A week before that, Dolphins receiver Jarvis Landry took a running start at a defender who couldn’t see him, slammed his shoulder into the player’s neck and sent him to the hospital. Landry played on after a 15-yard penalty and later received a $24,000 fine.
These two snapshots – polar opposites in both the players’ actions and the NFL’s response – underscore one of the league’s most difficult issues. Faced with an ever-growing concussion crisis, it talks tough about curbing illegal hits, especially those above the shoulders. Yet it uses its most-stringent penalty for those sorts of infractions – the suspension – very infrequently compared to the number of relatively inconsequential fines it hands out.
”What do you do when you want to punish somebody? You take something away,” Jaguars tight end Marcedes Lewis said. ”The money, yeah, cool, but depending on who you are, you’re good as far as the money goes anyway because you know it’s going to keep coming. When you take somebody out of the game, I think that’s harsher.”
It’s not to say the league is shy about ejecting and suspending players. Since the start of 2016 through Week 7, 47 have been suspended a total of 219 games and docked more than $18 million, according to the website spotrac.com.
But of those suspensions, the majority were for drug use or legal- and violence-related issues off the field. A four-game ban went to Tom Brady for ”Deflategate.” And spotrac.com lists only one illegal-hit suspension – for three games – which went to Bengals linebacker Vontaze Burfict after his vicious hit to Steelers receiver Antonio Brown’s head in last season’s melee of a playoff game.
Meanwhile, spotrac.com lists 55 fines handed out in 2016 for violations including impermissible use of the helmet, roughing the passer, and blindside blocks the likes of which Landry delivered to unsuspecting Aaron Williams of the Bills. Williams crumpled to the ground and had to be transported to the hospital. Those infractions resulted in the single suspension (Burfict) and an average fine of $16,500 in a league with an average annual salary of $1.9 million. That’s an average of 0.8 percent of a player’s salary.
”Maybe we need to look at our rules a little better,” Bills coach Rex Ryan said after the hit on Williams. ”Maybe, having a guy who targets and deliberately does something like that, the right thing to do is to eject the player from the game and maybe part of another game.”

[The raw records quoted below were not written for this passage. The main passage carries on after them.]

//! Reference collection over resource JSON.
//!
//! Used by the locator to check that a submitted bundle only points at
//! resources that exist.

use serde_json::Value as JsonValue;
use std::collections::BTreeSet;

/// Every `reference` string found in a resource, split by kind
#[derive(Debug, Default, PartialEq, Eq)]
pub(crate) struct CollectedRefs {
    /// Bundle-local `urn:...` references
    pub urns: BTreeSet<String>,
    /// Relative references as `(Type, id)`
    pub relative: BTreeSet<(String, String)>,
}

/// Walk the entire JSON tree and collect URN and relative `Type/id` references.
///
/// Skips fragments (`#...`) and absolute URLs.
pub(crate) fn collect_refs(value: &JsonValue, out: &mut CollectedRefs) {
    match value {
        JsonValue::Array(items) => {
            for item in items {
                collect_refs(item, out);
            }
        }
        JsonValue::Object(obj) => {
            if let Some(ref_str) = obj.get("reference").and_then(|v| v.as_str()) {
                let trimmed = ref_str.trim();
                if trimmed.starts_with("urn:") {
                    out.urns.insert(trimmed.to_string());
                } else if !trimmed.is_empty()
                    && !trimmed.starts_with('#')
                    && !trimmed.contains("://")
                {
                    let parts: Vec<&str> = trimmed.splitn(3, '/').collect();
                    if parts.len() >= 2 && !parts[0].is_empty() && !parts[1].is_empty() {
                        out.relative
                            .insert((parts[0].to_string(), parts[1].to_string()));
                    }
                }
            }
            for child in obj.values() {
                collect_refs(child, out);
            }
        }
        _ => {}
    }
}

/// Rewrite every `reference` string found in `mapping`
pub(crate) fn rewrite_refs(value: &mut JsonValue, mapping: &dyn Fn(&str) -> Option<String>) {
    match value {
        JsonValue::Array(items) => {
            for item in items {
                rewrite_refs(item, mapping);
            }
        }
        JsonValue::Object(obj) => {
            if let Some(JsonValue::String(reference)) = obj.get_mut("reference") {
                if let Some(replacement) = mapping(reference) {
                    *reference = replacement;
                }
            }
            for child in obj.values_mut() {
                rewrite_refs(child, mapping);
            }
        }
        _ => {}
    }
}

That is the rule in college football, which also can use replay to pass final judgment on the legality of a hit.
After the hit on Williams, for which Landry expressed remorse, NFL vice president of officiating Dean Blandino told NFL Total Access it would’ve been a difficult call to eject Landry because ”it’s still a football play, and it’s tough to read intent there.” He conceded ”we have few automatic ejections in the game today.”
The NFL did not make Blandino available to The Associated Press for this story. Instead it referenced a portion of the league rulebook that has been rewritten over the past few years to reflect its emphasis on curbing helmet-first, above-the-shoulders and other illegal hits that used to be celebrated but are now viewed in a different light.

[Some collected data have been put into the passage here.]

use crate::codes::{EventType, RegStatus, EVENT_TYPE_SYSTEM, REG_STATUS_SYSTEM};
use crate::common::complex::{Annotation, CodeableConcept, Identifier, Reference};
use crate::extension::{ExtensionList, ExtensionUrl};
use serde::{Deserialize, Serialize};
use serde_json::Value;
use std::collections::HashMap;

fn default_resource_type() -> String {
    "Task".to_string()
}

/// Workflow carrier for one registration event
#[derive(Debug, Clone, Default, PartialEq, Serialize, Deserialize)]
#[serde(rename_all = "camelCase")]
pub struct Task {
    #[serde(default = "default_resource_type")]
    pub resource_type: String,

    #[serde(skip_serializing_if = "Option::is_none")]
    pub id: Option<String>,

    #[serde(skip_serializing_if = "Option::is_none")]
    pub status: Option<String>,

    #[serde(skip_serializing_if = "Option::is_none")]
    pub intent: Option<String>,

    #[serde(default, skip_serializing_if = "Vec::is_empty")]
    pub identifier: Vec<Identifier>,

    /// Event type coding (`BIRTH`, `DEATH`, `MARRIAGE`)
    #[serde(skip_serializing_if = "Option::is_none")]
    pub code: Option<CodeableConcept>,

    #[serde(skip_serializing_if = "Option::is_none")]
    pub business_status: Option<CodeableConcept>,

    #[serde(skip_serializing_if = "Option::is_none")]
    pub focus: Option<Reference>,

    #[serde(default, skip_serializing_if = "ExtensionList::is_empty")]
    pub extension: ExtensionList,

    #[serde(default, skip_serializing_if = "Vec::is_empty")]
    pub note: Vec<Annotation>,

    #[serde(skip_serializing_if = "Option::is_none")]
    pub last_modified: Option<String>,

    /// Correction values before the change
    #[serde(default, skip_serializing_if = "Vec::is_empty")]
    pub input: Vec<TaskParameter>,

    /// Correction values after the change
    #[serde(default, skip_serializing_if = "Vec::is_empty")]
    pub output: Vec<TaskParameter>,

    #[serde(flatten)]
    pub additional: HashMap<String, Value>,
}

/// Task input/output parameter describing one corrected field
#[derive(Debug, Clone, Default, PartialEq, Serialize, Deserialize)]
#[serde(rename_all = "camelCase")]
pub struct TaskParameter {
    #[serde(rename = "type", skip_serializing_if = "Option::is_none")]
    pub type_: Option<CodeableConcept>,

    /// Section of the declaration form
    #[serde(skip_serializing_if = "Option::is_none")]
    pub value_code: Option<String>,

    /// Field name inside the section
    #[serde(skip_serializing_if = "Option::is_none")]
    pub value_id: Option<String>,

    #[serde(skip_serializing_if = "Option::is_none")]
    pub value_string: Option<String>,
}

impl Task {
    pub fn new() -> Self {
        Self {
            resource_type: default_resource_type(),
            status: Some("ready".to_string()),
            intent: Some("proposal".to_string()),
            ..Default::default()
        }
    }

    /// Current registration status, `None` when unset or unrecognised
    pub fn business_status(&self) -> Option<RegStatus> {
        let concept = self.business_status.as_ref()?;
        concept
            .code_for_system(REG_STATUS_SYSTEM)
            .or_else(|| concept.first_code())
            .and_then(|code| code.parse().ok())
    }

    pub fn event_type(&self) -> Option<EventType> {
        self.code
            .as_ref()
            .and_then(|c| c.code_for_system(EVENT_TYPE_SYSTEM))
            .and_then(|code| code.parse().ok())
    }

    pub fn identifier_value(&self, system: &str) -> Option<&str> {
        self.identifier
            .iter()
            .find(|i| i.system.as_deref() == Some(system))
            .and_then(|i| i.value.as_deref())
    }

    /// Replace the identifier with the same system, or append it
    pub fn upsert_identifier(&mut self, identifier: Identifier) {
        match self
            .identifier
            .iter_mut()
            .find(|i| i.system.is_some() && i.system == identifier.system)
        {
            Some(existing) => *existing = identifier,
            None => self.identifier.push(identifier),
        }
    }

    /// Composition id taken from `focus`
    pub fn composition_id(&self) -> Option<&str> {
        self.focus
            .as_ref()
            .and_then(|f| f.reference.as_deref())
            .and_then(|r| r.strip_prefix("Composition/"))
    }

    pub fn extension_reference(&self, url: ExtensionUrl) -> Option<&str> {
        self.extension
            .find(url.url())
            .and_then(|ext| ext.value_reference())
    }
}

#[cfg(test)]
mod tests {
    use super::*;
    use serde_json::json;

    fn task_json() -> Value {
        json!({
            "resourceType": "Task",
            "status": "ready",
            "code": { "coding": [{ "system": "http://opencrvs.org/specs/types", "code": "BIRTH" }] },
            "focus": { "reference": "Composition/comp-1" },
            "identifier": [
                { "system": "http://opencrvs.org/specs/id/birth-tracking-id", "value": "B123456" }
            ],
            "businessStatus": { "coding": [{ "system": "http://opencrvs.org/specs/reg-status", "code": "DECLARED" }] },
            "extension": [
                { "url": "http://opencrvs.org/specs/extension/contact-person", "valueString": "MOTHER" },
                { "url": "http://opencrvs.org/specs/extension/regLastUser", "valueReference": { "reference": "Practitioner/pr-1" } }
            ],
            "lastModified": "2024-01-10T10:00:00.000Z"
        })
    }

    #[test]
    fn reads_status_event_and_focus() {
        let task: Task = serde_json::from_value(task_json()).unwrap();
        assert_eq!(task.business_status(), Some(RegStatus::Declared));
        assert_eq!(task.event_type(), Some(EventType::Birth));
        assert_eq!(task.composition_id(), Some("comp-1"));
        assert_eq!(
            task.identifier_value("http://opencrvs.org/specs/id/birth-tracking-id"),
            Some("B123456")
        );
        assert_eq!(
            task.extension_reference(ExtensionUrl::RegLastUser),
            Some("Practitioner/pr-1")
        );
    }

    #[test]
    fn serializes_back_to_same_shape() {
        let raw = task_json();
        let task: Task = serde_json::from_value(raw.clone()).unwrap();
        assert_eq!(serde_json::to_value(&task).unwrap(), raw);
    }

    #[test]
    fn upsert_identifier_replaces_by_system() {
        let mut task = Task::new();
        task.upsert_identifier(Identifier::new("sys-a", "1"));
        task.upsert_identifier(Identifier::new("sys-b", "2"));
        task.upsert_identifier(Identifier::new("sys-a", "3"));
        assert_eq!(task.identifier.len(), 2);
        assert_eq!(task.identifier_value("sys-a"), Some("3"));
    }
}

”Ten years ago, when I came into the league … the sky was the limit when it came to hits,” said two-time Pro Bowl defensive back Michael Griffin of the Panthers. ”You lived for hits like that.”
Griffin served a one-game suspension as a repeat offender of hits to the head while with the Titans in 2013, the first season of the newly toughened hitting rules. When asked this week to reflect on the suspension, the first words out of Griffin’s mouth were: ”That cost me too much money. That cost me $205,000.”
But he said the suspension helped change his outlook, in part because ”if you can’t play within the (rules), they’ll find somebody else to do it.”
The increased emphasis on technique and safety has undoubtedly played into the decline in fines for hits on defenseless players, which is one subset of the hits the AP reviewed as part of the spotrac.com numbers. The NFL says there were 40 such fines in 2012, and only 10 in 2015. Yet, the league’s ability to police the violence this season came under scrutiny as early as Game 1, when MVP Cam Newton received four hits to the head in the season opener against the Broncos, none of which resulted in penalty yardage.
Darian Stewart delivered one of those hits, then one the next week to Andrew Luck. He’s been fined a total of $27,000 for the hits – a tad more than 1 percent of his 2016 base salary.
No suspensions.
Newton has complained to the NFL, going all the way to Commissioner Roger Goodell to discuss. This week, Newton’s coach, Ron Rivera, echoed Ryan, saying it might be time to crack down harder.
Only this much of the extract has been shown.